No lessons learnt, GRAP rollback begins in Capital
CHOKING South body to drop hiked parking fees, ambiguity over ban on entry of trucks, construction; final decision to call off the emergency measures rests with EPCA, say experts
NEW DELHI: Just when Delhi’s air quality showed signs of slight improvement on Tuesday, government agencies got into a frenzy to get rid of emergency restrictions put in place to clean up the city’s air.
The South Delhi Municipal Corporation announced on Tuesday that it would go back to its usual parking rates of ₹20 per hour for cars and ₹10 per hour for two-wheelers from Wednesday.
This came despite the Environment Pollution (Prevention and Control) Authority (EPCA) stating that its November 7 directive to hike parking fees will continue “until further orders”.
Under the Graded Response Action Plan (GRAP), agencies have to increase parking rates four-fold whenever pollution levels enter the “very poor” zone. Other action include a ban on diesel generators, construction activities and the entry of trucks into the city.
Buses and the Metro have to ensure extra trips to encourage people to ditch private vehicles.
The decision to call off the emergency measures rests with EPCA.
“Agencies cannot lift any directive without fresh orders being issued by the pollution panel,” said Sunita Narain, EPCA member.
The SDMC’S decision on parking was taken after the matter was taken up during its standing committee meeting on Monday. The civic agency, it turns out, assumed that the parking fee directive was for seven days only.
“The directions were issued by the EPCA for a week. The period will get over on Wednesday night. From then, contractors would charge normal fees from customers. We are likely to issue a notice in this regard on Wednesday,” said Kamaljeet Sehrawat, mayor, SDMC.
The corporation’s commissioner Puneet Goel said the increased parking rates will be withdrawn in the next two days.
But the north and east Delhi municipal corporations have planned to continue with the directions till further orders.
CONFUSION OVER ENTRY OF TRUCKS
Not just parking, even the Delhi government appeared to be confused over the ban on entry of trucks.
Following EPCA’S directions, the transport department had banned the entry of trucks into the Capital on November 9. But it did so only for a period of three days.
After allowing more than a lakh trucks to enter Delhi and facing flak from EPCA, the transport department went into a huddle to issue a fresh notification on Tuesday.
It has now banned entry of trucks, except those carrying essential commodities, from Tuesday night “indefinitely.

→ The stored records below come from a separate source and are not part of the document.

//! Error types for the sitequery client.

use crate::response::ApplicationError;
use std::time::Duration;
use thiserror::Error;

/// Errors surfaced by query building, request dispatch and response handling
#[derive(Debug, Clone, Error)]
pub enum QueryError {
    /// Local input rejected before any request is built
    #[error("Validation error: {0}")]
    Validation(String),

    /// Operator name not in the recognized operator table
    #[error("Invalid operator: {0}")]
    InvalidOperator(String),

    #[error("Request timed out after {0:?}")]
    Timeout(Duration),

    #[error("Network error: {0}")]
    Network(String),

    #[error("Request failed with HTTP status {status}: {body}")]
    Http { status: u16, body: String },

    /// Well-formed `failed` response from the site
    #[error("{0}")]
    Application(ApplicationError),

    #[error("Malformed response: {0}")]
    MalformedResponse(String),

    #[error("Serialization error: {0}")]
    Serialization(String),

    #[error("Configuration error: {0}")]
    Config(String),
}

impl QueryError {
    /// True for errors raised locally before anything reaches the network.
    pub fn is_validation(&self) -> bool {
        matches!(
            self,
            QueryError::Validation(_) | QueryError::InvalidOperator(_)
        )
    }

    /// HTTP status carried by a protocol error, if any.
    pub fn status(&self) -> Option<u16> {
        match self {
            QueryError::Http { status, .. } => Some(*status),
            _ => None,
        }
    }
}

impl From<config::ConfigError> for QueryError {
    fn from(err: config::ConfigError) -> Self {
        QueryError::Config(err.to_string())
    }
}

impl From<serde_json::Error> for QueryError {
    fn from(err: serde_json::Error) -> Self {
        QueryError::Serialization(err.to_string())
    }
}

/// Map a reqwest failure onto the error taxonomy. A timeout is reported with the
/// deadline that fired: `connect_timeout` while connecting, `request_timeout`
/// otherwise.
pub(crate) fn map_http_error(
    error: reqwest::Error,
    connect_timeout: Duration,
    request_timeout: Duration,
) -> QueryError {
    if error.is_timeout() {
        if error.is_connect() {
            QueryError::Timeout(connect_timeout)
        } else {
            QueryError::Timeout(request_timeout)
        }
    } else if error.is_connect() {
        QueryError::Network(format!("Connection error: {}", error))
    } else if error.is_request() || error.is_body() {
        QueryError::Network(format!("Request error: {}", error))
    } else {
        QueryError::Network(format!("HTTP error: {}", error))
    }
}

BAN ON CONSTRUCTION ACTIVITIES
A number of agencies appeared to be puzzled as to whose decision they were bound to follow over the construction ban.
The North Delhi Municipal Corporation said it was following the orders of the L-G, who had convened a high-level meeting on November 8, order.
“We will lift the ban on construction activity once the air quality improves in a day or two. I don’t think we need anybody’s confirmation for that,” said Tilak Raj Kataria, standing committee chairman, North Delhi Municipal Corporation.
On the contrary, the east corporation claimed it was bound by the orders of the National Green Tribunal. “We have a NGT hearing scheduled for Thursday. Till then all its interim orders will continue,” an official said.
EPCA TO MEET STAKEHOLDERS
Even as stakeholders are stuck over jurisdictional formalities and rollback modalities, EPCA member Sunita Narain said the panel would meet stakeholders to clear confusion.
“I have spoken to the south corporation and I am going to speak to all other agencies tomorrow,” she said.
Explaining the plan, Narain told Hindustan Times that it would issue fresh directions, if any, only if air quality remains nearly the same for 48 hours.
The air quality in Delhi had been hovering in the ‘severe’ category in the last seven days, putting people of the Capital at major health risk.